When we introduced the housing legislation, questions were raised about the right to buy in rural settlements. Those settlements were drawn up on the RDC definition, and we published detailed maps and explanations of the areas concerned. We did not want to be stuck with the concept of a parish or a village as that was often a less generous definition of a settlement than the one that we had.

I shall be happy to try to expand on the matter when I wind up the debate. If my hon. Friend wishes to explore it further, I have no doubt that conversations will take place in Committee about definition problems.

Sir Roger Moate: I am grateful to my right hon. Friend, because he has confirmed that the Government will seek to interpret the definition generously and flexibly, whether or not it meets people's requirements. That is the right spirit and I hope that the legislation will eventually reflect that sensible and helpful objective.

The definitions are important if we are to make the legislation work well for villages and create good will rather than animosity and jealousy. We desperately want to get them right because this is a splendid Bill which will be helpful and provide genuine assistance to the rural community.

That point leads me to the bigger issue which prompted me to write to my right hon. and learned Friend the Chancellor of the Exchequer and urge that the burden of the business rate eventually be lifted altogether. The problems facing market towns and high streets have already been mentioned. The hon. Member for Holborn and St. Pancras is an amiable chap, but some of his comments were nonsense.

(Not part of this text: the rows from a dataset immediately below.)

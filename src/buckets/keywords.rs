// Keyword scoring over configured support buckets

use std::collections::{BTreeMap, BTreeSet};
use std::path::Path;

use crate::errors::{read_json, LoadError};

/// Keywords shorter than this are ignored when scoring
pub const MIN_KEYWORD_LEN: usize = 3;

/// Bucket name -> lowercase keyword set
pub type KeywordBucketMap = BTreeMap<String, BTreeSet<String>>;

/// Per-bucket keyword hit counts
pub type BucketScores = BTreeMap<String, usize>;

#[derive(Debug, Clone, Default)]
pub struct KeywordScorer {
    buckets: KeywordBucketMap,
}

impl KeywordScorer {
    /// Scorer with no buckets; every message scores as an empty map
    pub fn empty() -> Self {
        Self::default()
    }

    /// Build from raw bucket -> keywords pairs, lowercasing and de-duplicating
    pub fn new<I, K, V, S>(buckets: I) -> Self
    where
        I: IntoIterator<Item = (K, V)>,
        K: Into<String>,
        V: IntoIterator<Item = S>,
        S: AsRef<str>,
    {
        let buckets = buckets
            .into_iter()
            .map(|(bucket, keywords)| {
                let keywords = keywords
                    .into_iter()
                    .map(|kw| kw.as_ref().to_lowercase())
                    .collect();
                (bucket.into(), keywords)
            })
            .collect();

        Self { buckets }
    }

    /// Load a JSON object of `{ "bucket": ["keyword", ...] }`
    pub fn load_from_file(path: &Path) -> Result<Self, LoadError> {
        let raw: BTreeMap<String, Vec<String>> = read_json(path, "keyword bucket")?;
        tracing::debug!(buckets = raw.len(), path = %path.display(), "Loaded keyword buckets");
        Ok(Self::new(raw))
    }

    /// Count, per bucket, the distinct keywords found in `text`
    ///
    /// `text` is expected to be preprocessed already.
    pub fn score(&self, text: &str) -> BucketScores {
        self.buckets
            .iter()
            .map(|(bucket, keywords)| {
                let hits = keywords
                    .iter()
                    .filter(|kw| kw.chars().count() >= MIN_KEYWORD_LEN)
                    .filter(|kw| text.contains(kw.as_str()))
                    .count();
                (bucket.clone(), hits)
            })
            .collect()
    }

    pub fn bucket_count(&self) -> usize {
        self.buckets.len()
    }

    pub fn buckets(&self) -> &KeywordBucketMap {
        &self.buckets
    }
}
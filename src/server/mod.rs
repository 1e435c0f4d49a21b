// Solace - HTTP server module
// Stateless chat classification over HTTP

mod handlers;

pub use handlers::{create_router, health_check, metrics_endpoint, ApiError, HealthStatus};

use anyhow::{Context, Result};
use chrono::{DateTime, Utc};
use std::net::SocketAddr;
use std::sync::Arc;
use std::time::Instant;
use tower_http::trace::TraceLayer;

use crate::config::ServerConfig;
use crate::metrics::ClassificationMetrics;
use crate::responder::Responder;

/// Main chat server structure
pub struct ChatServer {
    /// Classification pipeline (immutable tables, shared)
    responder: Responder,
    /// Per-bucket counters
    metrics: ClassificationMetrics,
    /// Server configuration
    config: ServerConfig,
    started_at: DateTime<Utc>,
    started: Instant,
}

impl ChatServer {
    /// Create a new chat server
    pub fn new(config: ServerConfig, responder: Responder) -> Result<Self> {
        Ok(Self {
            responder,
            metrics: ClassificationMetrics::new()?,
            config,
            started_at: Utc::now(),
            started: Instant::now(),
        })
    }

    /// Start the HTTP server
    pub async fn serve(self) -> Result<()> {
        let bind_address = self.config.bind_address();
        let addr: SocketAddr = tokio::net::lookup_host(&bind_address)
            .await
            .with_context(|| format!("Invalid bind address: {}", bind_address))?
            .next()
            .with_context(|| format!("Bind address did not resolve: {}", bind_address))?;

        let app = create_router(Arc::new(self)).layer(TraceLayer::new_for_http());

        tracing::info!("Starting Solace chat server on {}", addr);

        let listener = tokio::net::TcpListener::bind(addr)
            .await
            .with_context(|| format!("Failed to bind {}", addr))?;
        axum::serve(listener, app).await?;

        Ok(())
    }

    pub fn responder(&self) -> &Responder {
        &self.responder
    }

    pub fn metrics(&self) -> &ClassificationMetrics {
        &self.metrics
    }

    pub fn started_at(&self) -> DateTime<Utc> {
        self.started_at
    }

    pub fn uptime_seconds(&self) -> u64 {
        self.started.elapsed().as_secs()
    }
}
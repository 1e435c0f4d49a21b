// Offline dataset preparation utilities
//
// One-shot batch transformations run from the CLI. Nothing in the chat
// path depends on this module.

pub mod goemotions;
pub mod suicide_dataset;

pub use goemotions::{prepare_splits, EmotionRow, EmotionTable};
pub use suicide_dataset::{load_suicide_data, LabeledText, SuicideDataset};
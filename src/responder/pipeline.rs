// Per-message classification pipeline

use std::sync::Arc;

use super::types::{ChatRequest, ChatResponse, NO_BUCKET_LABEL};
use crate::buckets::{select_bucket, KeywordScorer};
use crate::config::DataConfig;
use crate::content::{ContentBank, ResponseChooser, CRISIS_BUCKET};
use crate::crisis::CrisisDetector;
use crate::errors::LoadError;
use crate::random::{RandomSource, ThreadRandom};
use crate::text::preprocess;

/// Read-only tables loaded once at startup
#[derive(Debug, Default)]
pub struct Knowledge {
    pub crisis: CrisisDetector,
    pub keywords: KeywordScorer,
    pub content: Arc<ContentBank>,
}

impl Knowledge {
    pub fn new(crisis: CrisisDetector, keywords: KeywordScorer, content: ContentBank) -> Self {
        Self {
            crisis,
            keywords,
            content: Arc::new(content),
        }
    }

    /// Load every table named in the data configuration
    pub fn load(data: &DataConfig) -> Result<Self, LoadError> {
        let crisis = CrisisDetector::load_from_file(&data.crisis_phrases_path)?;
        let content = ContentBank::load_from_file(&data.content_bank_path)?;

        let keywords = match &data.keywords_path {
            Some(path) => KeywordScorer::load_from_file(path)?,
            None => KeywordScorer::empty(),
        };

        if keywords.bucket_count() == 0 {
            tracing::warn!(
                "No keyword buckets configured; non-crisis messages will always get the fallback response"
            );
        }

        tracing::info!(
            crisis_phrases = crisis.phrases().len(),
            keyword_buckets = keywords.bucket_count(),
            content_buckets = content.len(),
            "Knowledge tables loaded"
        );

        Ok(Self::new(crisis, keywords, content))
    }
}

/// Stateless request handler; cheap to clone and share across tasks
#[derive(Clone)]
pub struct Responder {
    knowledge: Arc<Knowledge>,
    chooser: ResponseChooser,
    rng: Arc<dyn RandomSource>,
}

impl Responder {
    pub fn new(knowledge: Knowledge) -> Self {
        Self::with_random(knowledge, Arc::new(ThreadRandom))
    }

    /// Build a responder with an explicit random source
    pub fn with_random(knowledge: Knowledge, rng: Arc<dyn RandomSource>) -> Self {
        let chooser = ResponseChooser::new(Arc::clone(&knowledge.content));
        Self {
            knowledge: Arc::new(knowledge),
            chooser,
            rng,
        }
    }

    /// Classify one message and pick the reply
    pub fn respond(&self, request: &ChatRequest) -> ChatResponse {
        let text = preprocess(&request.message);

        // Crisis phrases short-circuit everything else
        if let Some(phrase) = self.knowledge.crisis.detect(&text) {
            return ChatResponse {
                bucket: CRISIS_BUCKET.to_string(),
                response: self.knowledge.content.crisis_response().to_string(),
                matched: Some(phrase.to_string()),
                scores: None,
            };
        }

        let scores = self.knowledge.keywords.score(&text);
        let bucket = select_bucket(&scores, self.rng.as_ref());
        let response = self.chooser.choose(bucket.as_deref(), self.rng.as_ref());

        tracing::debug!(
            bucket = bucket.as_deref().unwrap_or(NO_BUCKET_LABEL),
            scores = ?scores,
            "Message classified"
        );

        ChatResponse {
            bucket: bucket.unwrap_or_else(|| NO_BUCKET_LABEL.to_string()),
            response,
            matched: None,
            scores: Some(scores),
        }
    }

    pub fn knowledge(&self) -> &Knowledge {
        &self.knowledge
    }
}
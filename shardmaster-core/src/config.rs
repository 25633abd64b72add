//! Configuration for the coordinator process.
//!
//! Recognized coordinator-semantic options (spec.md section 6):
//! `heartbeat_check_interval`, `virtual_nodes_per_server`,
//! `default_replica_count`. `bind_address`/`port` are ambient additions for
//! the RPC surface a runnable binary needs but which the distilled spec,
//! scoped to coordinator semantics, does not enumerate.
//!
//! Loading follows the pack's established pattern (see
//! `aerolithdb-core::config::AerolithsConfig::load`): try a JSON file on
//! disk, fall back to defaults and persist them for next time.

use anyhow::{Context, Result};
use serde::{Deserialize, Serialize};
use std::path::Path;

#[derive(Debug, Clone, Serialize, Deserialize)]
pub struct CoordinatorConfig {
    /// Seconds between heartbeat sweeps; also the per-interval timeout
    /// threshold used by the membership state machine.
    pub heartbeat_check_interval: u64,

    /// Virtual nodes contributed to the ring per physical server.
    pub virtual_nodes_per_server: usize,

    /// Replica count used when a caller omits one on `write_file`.
    pub default_replica_count: usize,

    /// Address the RPC surface binds to.
    pub bind_address: String,

    /// Port the RPC surface listens on.
    pub port: u16,
}

impl Default for CoordinatorConfig {
    fn default() -> Self {
        Self {
            heartbeat_check_interval: 10,
            virtual_nodes_per_server: 20,
            default_replica_count: 3,
            bind_address: "0.0.0.0".to_string(),
            port: 4242,
        }
    }
}

impl CoordinatorConfig {
    const DEFAULT_PATH: &'static str = "coordinator.json";

    /// Loads configuration from `coordinator.json`, writing defaults to
    /// that path if it doesn't exist yet.
    pub async fn load() -> Result<Self> {
        Self::load_from(Self::DEFAULT_PATH).await
    }

    pub async fn load_from(path: impl AsRef<Path>) -> Result<Self> {
        let path = path.as_ref();
        match tokio::fs::read_to_string(path).await {
            Ok(content) => serde_json::from_str(&content)
                .with_context(|| format!("failed to parse config at {}", path.display())),
            Err(_) => {
                let config = Self::default();
                config.save_to(path).await?;
                Ok(config)
            }
        }
    }

    pub async fn save_to(&self, path: impl AsRef<Path>) -> Result<()> {
        let content = serde_json::to_string_pretty(self)
            .context("failed to serialize coordinator config")?;
        tokio::fs::write(path, content)
            .await
            .context("failed to write coordinator config")
    }
}
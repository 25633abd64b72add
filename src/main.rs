//! ShardMaster coordinator: entry point.
//!
//! Loads `CoordinatorConfig`, starts `CoordinatorService` (which spawns its
//! own heartbeat sweeper), serves the HTTP/JSON RPC surface, and waits for
//! a shutdown signal before stopping the sweeper and returning.

mod rpc;

use std::sync::Arc;

use anyhow::{Context, Result};
use shardmaster_core::CoordinatorConfig;
use shardmaster_service::CoordinatorService;
use tokio::signal;
use tracing::info;

#[tokio::main]
async fn main() -> Result<()> {
    tracing_subscriber::fmt()
        .with_env_filter(
            tracing_subscriber::EnvFilter::from_default_env().add_directive("shardmaster=info".parse()?),
        )
        .json()
        .init();

    info!("starting shardmaster coordinator");

    let config = CoordinatorConfig::load()
        .await
        .context("failed to load coordinator configuration")?;
    info!(
        heartbeat_check_interval = config.heartbeat_check_interval,
        virtual_nodes_per_server = config.virtual_nodes_per_server,
        default_replica_count = config.default_replica_count,
        "configuration loaded"
    );

    let service = Arc::new(CoordinatorService::start(&config));
    let app = rpc::router(service.clone());

    let addr = format!("{}:{}", config.bind_address, config.port);
    let listener = tokio::net::TcpListener::bind(&addr)
        .await
        .with_context(|| format!("failed to bind {addr}"))?;
    info!(%addr, "coordinator RPC surface listening");

    let server = tokio::spawn(async move {
        axum::serve(listener, app).await.context("RPC server error")
    });

    match signal::ctrl_c().await {
        Ok(()) => info!("received shutdown signal, stopping"),
        Err(err) => tracing::error!(error = %err, "unable to listen for shutdown signal"),
    }

    service.stop_heartbeat_check();
    server.abort();

    info!("shardmaster coordinator stopped");
    Ok(())
}
//! Pure heartbeat state-machine transition table.
//!
//! Kept free of any Ring/Placement coupling so it can be unit- and
//! property-tested in isolation; `shardmaster-service` is the only place
//! that wires `Transition::Activate`/`Deactivate` to actual ring mutations,
//! since only it holds Ring, Membership, and Placement under one lock.

use shardmaster_core::ServerStatus;

/// What the sweeper must additionally do when a transition fires.
#[derive(Debug, Clone, Copy, PartialEq, Eq)]
pub enum Transition {
    /// No ring-level side effect.
    None,
    /// Join the ring: triggers migration inbound from the vnode predecessor.
    Activate,
    /// Leave the ring: triggers redistribution of the server's chunks.
    Deactivate,
}

/// A server is ring-resident exactly while Healthy or Suspect: activation
/// happens once (`Initial`/`Failed` -> `Healthy`) and deactivation happens
/// once (`Suspect` -> `Failed`); the `Healthy` <-> `Suspect` oscillation in
/// between does not re-touch the ring. This is the behavior
/// `original_source/coordinator/coordinator.py`'s `heartbeat_check` actually
/// implements, and is the interpretation this workspace follows wherever
/// spec.md's prose and transition table could otherwise be read two ways.
pub fn is_ring_resident(status: ServerStatus) -> bool {
    matches!(status, ServerStatus::Healthy | ServerStatus::Suspect)
}

/// Computes the next status and any required ring transition, given the
/// current status and whether the server is within the heartbeat window
/// (`now - last_update <= interval`).
pub fn next_status(current: ServerStatus, within_interval: bool) -> (ServerStatus, Transition) {
    use ServerStatus::*;
    use Transition as T;

    match (current, within_interval) {
        (Initial, true) => (Healthy, T::Activate),
        (Initial, false) => (Initial, T::None),
        (Healthy, true) => (Healthy, T::None),
        (Healthy, false) => (Suspect, T::None),
        (Suspect, true) => (Healthy, T::None),
        (Suspect, false) => (Failed, T::Deactivate),
        (Failed, true) => (Healthy, T::Activate),
        (Failed, false) => (Failed, T::None),
    }
}

/// `now - last_update <= interval`, saturating so a heartbeat in the future
/// (clock skew) is never treated as a timeout.
pub fn within_interval(now: u64, last_update: u64, interval: u64) -> bool {
    now.saturating_sub(last_update) <= interval
}

#[cfg(test)]
mod tests {
    use super::*;
    use proptest::prelude::*;

    #[test]
    fn two_consecutive_misses_fail_a_healthy_server() {
        let (s1, t1) = next_status(ServerStatus::Healthy, false);
        assert_eq!(s1, ServerStatus::Suspect);
        assert_eq!(t1, Transition::None);

        let (s2, t2) = next_status(s1, false);
        assert_eq!(s2, ServerStatus::Failed);
        assert_eq!(t2, Transition::Deactivate);
    }

    #[test]
    fn heartbeat_in_between_restores_healthy() {
        let (suspect, _) = next_status(ServerStatus::Healthy, false);
        let (restored, transition) = next_status(suspect, true);
        assert_eq!(restored, ServerStatus::Healthy);
        assert_eq!(transition, Transition::None);
    }

    #[test]
    fn initial_activates_on_first_heartbeat() {
        let (status, transition) = next_status(ServerStatus::Initial, true);
        assert_eq!(status, ServerStatus::Healthy);
        assert_eq!(transition, Transition::Activate);
    }

    #[test]
    fn failed_reactivates_on_heartbeat() {
        let (status, transition) = next_status(ServerStatus::Failed, true);
        assert_eq!(status, ServerStatus::Healthy);
        assert_eq!(transition, Transition::Activate);
    }

    proptest! {
        // P7 shape: Activate/Deactivate only ever fire on the documented edges.
        #[test]
        fn transition_side_effects_only_on_documented_edges(
            status in prop_oneof![
                Just(ServerStatus::Initial),
                Just(ServerStatus::Healthy),
                Just(ServerStatus::Suspect),
                Just(ServerStatus::Failed),
            ],
            within in any::<bool>(),
        ) {
            let (_, transition) = next_status(status, within);
            match transition {
                Transition::Activate => prop_assert!(matches!(status, ServerStatus::Initial | ServerStatus::Failed) && within),
                Transition::Deactivate => prop_assert!(matches!(status, ServerStatus::Suspect) && !within),
                Transition::None => {}
            }
        }
    }
}
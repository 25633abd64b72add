//! `CoordinatorState`: Ring, Membership, and Placement held together, the
//! one place in this workspace where all three are mutated as a unit.
//!
//! This is where design note 9's Server↔Chunk cycle actually gets resolved:
//! `Ring::add`/`Ring::remove` need to read and mutate both a server's
//! `chunks` set (Membership) and `chunk_locations` (Placement) in the same
//! pass, which `RebalanceEffects` below does by borrowing both fields at
//! once and implementing `shardmaster_ring::RebalanceSink` over them.

use std::collections::HashMap;

use shardmaster_core::{file_name, ChunkHandle, File, Result, Server, ServerId, ServerStatus};
use shardmaster_membership::{is_ring_resident, next_status, within_interval, MembershipTable, Transition};
use shardmaster_placement::{MigrationInstruction, Placement, RedistributionInstruction};
use shardmaster_ring::{RebalanceSink, Ring};
use tracing::{debug, info, warn};

pub struct CoordinatorState {
    ring: Ring,
    membership: MembershipTable,
    placement: Placement,
    default_replica_count: usize,
}

/// Borrows `MembershipTable` and `Placement` together so `Ring::add`/`remove`
/// can thread a single `&mut` through both reads and writes.
struct RebalanceEffects<'a> {
    membership: &'a mut MembershipTable,
    placement: &'a mut Placement,
    default_replica_count: usize,
}

impl RebalanceSink for RebalanceEffects<'_> {
    fn held_chunks(&self, server: &ServerId) -> Vec<ChunkHandle> {
        self.membership.chunks_of(server)
    }

    /// However many replicas this chunk already had; falls back to the
    /// configured default only if Placement has no record of it (should not
    /// happen in practice, since every chunk in a server's held set came
    /// from a `write_file` that populated `chunk_locations`).
    fn replica_count(&self, chunk: &ChunkHandle) -> usize {
        let current = self.placement.locations_of(chunk).len();
        if current == 0 {
            self.default_replica_count
        } else {
            current
        }
    }

    fn migrate(&mut self, from: &ServerId, to: &ServerId, chunk: &ChunkHandle) {
        let instruction = MigrationInstruction {
            from: from.clone(),
            to: to.clone(),
            chunk: chunk.clone(),
        };
        debug!(from = %instruction.from, to = %instruction.to, chunk = %instruction.chunk, "applying migration");
        self.membership.remove_chunk(from, chunk);
        self.membership.add_chunk(to, chunk.clone());
        self.placement.apply_migration(from, to, chunk);
    }

    fn redistribute(&mut self, chunk: &ChunkHandle, targets: Vec<Option<ServerId>>) {
        let distinct: Vec<ServerId> = targets.into_iter().flatten().collect();
        let instruction = RedistributionInstruction {
            chunk: chunk.clone(),
            targets: distinct.clone(),
        };
        debug!(chunk = %instruction.chunk, targets = instruction.targets.len(), "applying redistribution");
        for server in self.membership_holders(chunk) {
            if !distinct.contains(&server) {
                self.membership.remove_chunk(&server, chunk);
            }
        }
        for server in &distinct {
            self.membership.add_chunk(server, chunk.clone());
        }
        self.placement.apply_redistribution(chunk, distinct);
    }
}

impl RebalanceEffects<'_> {
    fn membership_holders(&self, chunk: &ChunkHandle) -> Vec<ServerId> {
        self.placement.locations_of(chunk)
    }
}

impl CoordinatorState {
    pub fn new(virtual_nodes: usize, default_replica_count: usize) -> Self {
        Self {
            ring: Ring::new(virtual_nodes),
            membership: MembershipTable::new(),
            placement: Placement::new(),
            default_replica_count,
        }
    }

    pub fn register(&mut self, id: ServerId) -> Result<()> {
        self.membership.register(id)
    }

    /// Deactivates (if ring-resident) then removes the record.
    pub fn unregister(&mut self, id: &ServerId) {
        let resident = self
            .membership
            .get(id)
            .map(|s| is_ring_resident(s.status))
            .unwrap_or(false);
        if resident {
            self.deactivate(id);
        }
        self.membership.remove(id);
    }

    pub fn heartbeat(&mut self, id: &ServerId, remains: u64, now: u64) {
        self.membership.heartbeat(id, remains, now);
    }

    pub fn get_server(&self, id: &ServerId) -> Option<&Server> {
        self.membership.get(id)
    }

    #[allow(dead_code)]
    pub fn server_count(&self) -> usize {
        self.membership.len()
    }

    pub fn write_file(
        &mut self,
        file_stem: &str,
        file_suffix: &str,
        chunk_num: u64,
        replica_count: usize,
    ) -> HashMap<ChunkHandle, Vec<ServerId>> {
        let CoordinatorState {
            ring,
            membership,
            placement,
            ..
        } = self;
        placement.write_file(ring, file_stem, file_suffix, chunk_num, replica_count, |server, handle| {
            membership.add_chunk(server, handle.clone());
        })
    }

    pub fn get_file(
        &self,
        file_stem: &str,
        file_suffix: &str,
    ) -> Option<Vec<(ChunkHandle, Vec<ServerId>)>> {
        self.placement.get_file(file_stem, file_suffix)
    }

    pub fn fetch_file_info(&self, file_stem: &str, file_suffix: &str) -> Option<File> {
        self.placement.fetch_file_info(file_stem, file_suffix).cloned()
    }

    pub fn delete_file(&mut self, file_stem: &str, file_suffix: &str) {
        let CoordinatorState {
            membership,
            placement,
            ..
        } = self;
        placement.delete_file(file_stem, file_suffix, |server, handle| {
            membership.remove_chunk(server, handle);
        });
        info!(file = %file_name(file_stem, file_suffix), "deleted file");
    }

    /// Runs one heartbeat sweep: advances every known server's status and
    /// applies the ring-level Activate/Deactivate side effect, if any, for
    /// that transition. Iteration order over the membership table is
    /// unspecified (spec's ordering guarantee); external observers only
    /// ever see the pre- or post-sweep state, never an in-between one,
    /// because the whole sweep runs under the service's single lock.
    pub fn sweep(&mut self, now: u64, interval: u64) {
        let ids = self.membership.ids();
        for id in ids {
            let Some(server) = self.membership.get(&id) else {
                continue;
            };
            let within = within_interval(now, server.last_update, interval);
            let (next, transition) = next_status(server.status, within);
            let previous = server.status;

            if next != previous {
                self.membership.set_status(&id, next);
                match next {
                    ServerStatus::Suspect => {
                        warn!(server = %id, "chunk server heartbeat timed out, suspecting");
                    }
                    ServerStatus::Failed => {
                        warn!(server = %id, "chunk server heartbeat timed out, failed");
                    }
                    ServerStatus::Healthy if previous == ServerStatus::Suspect => {
                        info!(server = %id, "chunk server recovered, healthy");
                    }
                    _ => {}
                }
            }

            match transition {
                Transition::Activate => self.activate(&id),
                Transition::Deactivate => self.deactivate(&id),
                Transition::None => {}
            }
        }
    }

    fn activate(&mut self, id: &ServerId) {
        info!(server = %id, "activating chunk server in ring");
        let CoordinatorState {
            ring,
            membership,
            placement,
            default_replica_count,
        } = self;
        let mut effects = RebalanceEffects {
            membership,
            placement,
            default_replica_count: *default_replica_count,
        };
        ring.add(id.clone(), &mut effects);
    }

    fn deactivate(&mut self, id: &ServerId) {
        info!(server = %id, "deactivating chunk server from ring");
        let CoordinatorState {
            ring,
            membership,
            placement,
            default_replica_count,
        } = self;
        let mut effects = RebalanceEffects {
            membership,
            placement,
            default_replica_count: *default_replica_count,
        };
        ring.remove(id, &mut effects);
    }
}
//! Error taxonomy for the coordinator core.
//!
//! Per spec, only `AlreadyExists` is a typed error that propagates out of
//! the core; `NotFound`, `DegradedPlacement`, and `UnknownHeartbeat` are
//! recovered locally (an `Option::None`, a short `Vec`, and a logged
//! warning respectively) and never reach this enum. `Internal` is the
//! catch-all an RPC boundary converts into an opaque string payload.

use thiserror::Error;

use crate::types::ServerId;

#[derive(Error, Debug)]
pub enum CoordinatorError {
    #[error("chunk server already exists: {id}")]
    AlreadyExists { id: ServerId },

    #[error("internal error: {0}")]
    Internal(#[from] anyhow::Error),
}

pub type Result<T> = std::result::Result<T, CoordinatorError>;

We all know that enormous changes have taken place in the retail world and that tremendous social pressures have created great problems in many of our communities. Supermarkets, whether in the heart of town or out of town--we all have many examples in our constituencies--have had a tremendous impact on our market towns and high streets. We have to face that fact rather than make the kind of nonsensical accusations in which the hon. Member indulged.

In my area--I am sure that others have the same problems--the small high streets are fighting the battle for survival, not because of politics and the performance of the economy, but because of the changing pattern of shopping. Many of those shops will struggle to survive and the greatest help that we could give them is relief from the unified business rate.

Mr. Tim Smith (Beaconsfield): Is my hon. Friend suggesting that we should give business rate relief to the high street shop but not to the out-of-town superstore? If we do away with business rates for every shop, that will not advantage the high street stores.

Sir Roger Moate: I believe that we must, and will, eventually get rid of the system of business rating completely. It is an anomalous and outdated system. I welcome the Bill, because it creates exemptions from business rates, and we have not had many exemptions in the past. Once we pull out one brick, the whole edifice will start to crumble.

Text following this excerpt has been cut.